Medical law will focus on:
- consent, including consent by others
- medical malpractice
- medical records and issues of confidentiality
- the law relating to medically assisted reproduction
- abortion
- pre-natal injury
- donation and transplant of human tissue
- euthanasia
Medical ethics will cover (and give the student the opportunity to study
in depth one of)
- abortion
- medically assisted reproduction
- surrogacy
- organ donation
- HIV and AIDS
- The Human Genome Project: genetic therapy; cloning
- Euthanasia
The dissertation will be from one of these topics (or another, subject to approval).
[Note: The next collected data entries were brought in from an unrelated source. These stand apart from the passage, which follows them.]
//! Text shown in the "Current totals" and "Active cell" panels.

use crate::grid::{Cell, CellKind, Dimensions, Totals};
use crate::t;

/// Placeholder for a value that does not apply to the hovered cell.
pub const NOT_APPLICABLE: &str = "—";

/// Format `n` with `,` between groups of three digits.
pub fn group_thousands(n: usize) -> String {
    let digits = n.to_string();
    let mut out = String::with_capacity(digits.len() + digits.len() / 3);
    for (i, ch) in digits.chars().enumerate() {
        if i > 0 && (digits.len() - i) % 3 == 0 {
            out.push(',');
        }
        out.push(ch);
    }
    out
}

/// One labelled line of the totals panel.
#[derive(Clone, Debug, PartialEq, Eq)]
pub struct TotalsLine {
    pub label: String,
    pub value: String,
    /// Rendered in the accent color.
    pub highlight: bool,
}

pub fn totals_lines(dims: &Dimensions, totals: &Totals) -> Vec<TotalsLine> {
    vec![
        TotalsLine {
            label: t!("totals.blocks"),
            value: format!(
                "{} × {} = {}",
                dims.grid_dim_x,
                dims.grid_dim_y,
                group_thousands(totals.block_count)
            ),
            highlight: false,
        },
        TotalsLine {
            label: t!("totals.threads_per_block"),
            value: format!(
                "{} × {} = {}",
                dims.block_dim_x,
                dims.block_dim_y,
                group_thousands(totals.threads_per_block)
            ),
            highlight: false,
        },
        TotalsLine {
            label: t!("totals.total_threads"),
            value: group_thousands(totals.total_threads),
            highlight: true,
        },
        TotalsLine {
            label: t!("totals.matrix"),
            value: t!(
                "totals.matrix_value",
                rows = group_thousands(totals.matrix_rows),
                cols = totals.total_columns,
                cells = group_thousands(totals.cell_count())
            ),
            highlight: false,
        },
    ]
}

/// Formatted coordinates of the hovered cell.
#[derive(Clone, Debug, PartialEq, Eq)]
pub struct CellReadout {
    pub global_index: String,
    pub block_idx: String,
    pub thread_idx: String,
    pub matrix_coord: String,
    pub explanation: String,
}

impl CellReadout {
    pub fn new(cell: Option<&Cell>) -> Self {
        let global_index = match cell {
            Some(c) if c.within_array => c.linear_index.to_string(),
            _ => format!("{} (N/A)", NOT_APPLICABLE),
        };
        let (block_idx, thread_idx) = match cell {
            Some(c) if c.within_logical_grid => (
                format!("({}, {})", c.block_idx_x, c.block_idx_y),
                format!("({}, {})", c.thread_idx_x, c.thread_idx_y),
            ),
            _ => (NOT_APPLICABLE.to_string(), NOT_APPLICABLE.to_string()),
        };
        let matrix_coord = match cell {
            Some(c) => format!("({}, {})", c.row, c.column),
            None => NOT_APPLICABLE.to_string(),
        };

        Self {
            global_index,
            block_idx,
            thread_idx,
            matrix_coord,
            explanation: describe_cell(cell),
        }
    }
}

/// One-sentence explanation of what a cell represents.
pub fn describe_cell(cell: Option<&Cell>) -> String {
    let Some(cell) = cell else {
        return t!("cell.describe.none");
    };
    match cell.kind() {
        CellKind::IdleThread | CellKind::Empty => t!("cell.describe.idle"),
        CellKind::Unmapped => t!("cell.describe.unmapped"),
        CellKind::Active => t!("cell.describe.active"),
    }
}

#[cfg(test)]
mod tests {
    use super::*;
    use crate::grid::{self, Dimensions};

    #[test]
    fn thousands_grouping() {
        assert_eq!(group_thousands(0), "0");
        assert_eq!(group_thousands(192), "192");
        assert_eq!(group_thousands(1000), "1,000");
        assert_eq!(group_thousands(102400), "102,400");
        assert_eq!(group_thousands(1234567), "1,234,567");
    }

    #[test]
    fn readout_without_hover() {
        let r = CellReadout::new(None);
        assert_eq!(r.global_index, "— (N/A)");
        assert_eq!(r.block_idx, "—");
        assert_eq!(r.thread_idx, "—");
        assert_eq!(r.matrix_coord, "—");
    }

    #[test]
    fn readout_for_idle_thread() {
        let m = grid::compute(&Dimensions::default());
        let r = CellReadout::new(m.cell(7, 23));
        assert_eq!(r.global_index, "— (N/A)");
        assert_eq!(r.block_idx, "(2, 1)");
        assert_eq!(r.thread_idx, "(7, 3)");
        assert_eq!(r.matrix_coord, "(7, 23)");
    }

    #[test]
    fn readout_for_active_thread() {
        let m = grid::compute(&Dimensions::default());
        let r = CellReadout::new(m.cell(2, 10));
        assert_eq!(r.global_index, "58");
        assert_eq!(r.block_idx, "(1, 0)");
        assert_eq!(r.thread_idx, "(2, 2)");
    }

    #[test]
    fn readout_for_unmapped_data() {
        let dims = Dimensions {
            grid_dim_x: 1,
            grid_dim_y: 1,
            block_dim_x: 4,
            block_dim_y: 1,
            array_length: 12,
        };
        let m = grid::compute(&dims);
        let r = CellReadout::new(m.cell(2, 1));
        assert_eq!(r.global_index, "9");
        assert_eq!(r.block_idx, "—");
        assert_eq!(r.thread_idx, "—");
        assert_eq!(r.matrix_coord, "(2, 1)");
    }

    #[test]
    fn explanation_per_cell_kind() {
        let en = |key: &str| crate::i18n::translate_in("en", key);
        let dims = Dimensions {
            grid_dim_x: 1,
            grid_dim_y: 1,
            block_dim_x: 3,
            block_dim_y: 1,
            array_length: 7,
        };
        let m = grid::compute(&dims);

        assert_eq!(describe_cell(None), en("cell.describe.none"));
        assert_eq!(describe_cell(m.cell(0, 1)), en("cell.describe.active"));
        assert_eq!(describe_cell(m.cell(2, 0)), en("cell.describe.unmapped"));
        // Outside both the array and the grid: the array check wins.
        assert_eq!(m.cell(2, 2).map(Cell::kind), Some(CellKind::Empty));
        assert_eq!(describe_cell(m.cell(2, 2)), en("cell.describe.idle"));

        let idle = grid::compute(&Dimensions::default());
        assert_eq!(describe_cell(idle.cell(7, 23)), en("cell.describe.idle"));
        assert_eq!(CellReadout::new(idle.cell(7, 23)).explanation, en("cell.describe.idle"));
    }

    #[test]
    fn totals_for_default_launch() {
        let dims = Dimensions::default();
        let lines = totals_lines(&dims, &dims.totals());
        let values: Vec<&str> = lines.iter().map(|l| l.value.as_str()).collect();
        assert_eq!(values, ["3 × 2 = 6", "8 × 4 = 32", "192", "8 × 24 (192 cells)"]);
        assert_eq!(
            lines.iter().map(|l| l.highlight).collect::<Vec<_>>(),
            [false, false, true, false]
        );
    }

    #[test]
    fn totals_group_large_counts() {
        let dims = Dimensions {
            grid_dim_x: 10,
            grid_dim_y: 10,
            block_dim_x: 32,
            block_dim_y: 32,
            array_length: 4096,
        };
        let lines = totals_lines(&dims, &dims.totals());
        assert_eq!(lines[0].value, "10 × 10 = 100");
        assert_eq!(lines[1].value, "32 × 32 = 1,024");
        assert_eq!(lines[2].value, "102,400");
        assert_eq!(lines[3].value, "320 × 320 (102,400 cells)");
    }
}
Students will do a 3 hour written examination in the summer (3 questions on medical law) (worth 60%) and a dissertation not exceeding 8000 words on a question of medical ethics (worth 40%). The dissertation is done in the middle of the year and given in in February after Reading Week.
Instruction will be by means of a weekly two hour seminar and a fortnightly tutorial for the duration of medical law; medical ethics and the law will be taught by a two hour seminar and individual consultations.
Reading
The literature is voluminous. The course textbook is Kennedy and Grubb, Medical Law (3rd ed. 2000). This can be supplemented by Brazier, Medicine, Patients and the Law (2nd ed. 1992). On ethics the best sources are Harris, The Value of Life, Singer and Wells, The Reproduction Revolution, Lockwood, Moral Dilemmas in Modern Medicine and Warnock, A Matter of Life (the Warnock Report). There are many other specialist sources, including Battin, The Least Worst Death, Blank, Regulating Reproduction, Dworkins Lifes Dominion, Harris, Wonderwoman and Superman, Hursthouse, Beginning Lives, Kennedy, Treat Me Right, Rowland, Living Laboratories. There are specialist journals: Medical Law Review, Bioethics, Hastings Center Report, Journal of Medical Ethics. Medical Law Reports are the specialist law reports.
The subject will appeal to those interested in the interaction between law and medicine, those interested in a new growth area permeated by debate and controversy. The subject enables you to build upon existing knowledge (particularly in tort and criminal law) and apply it.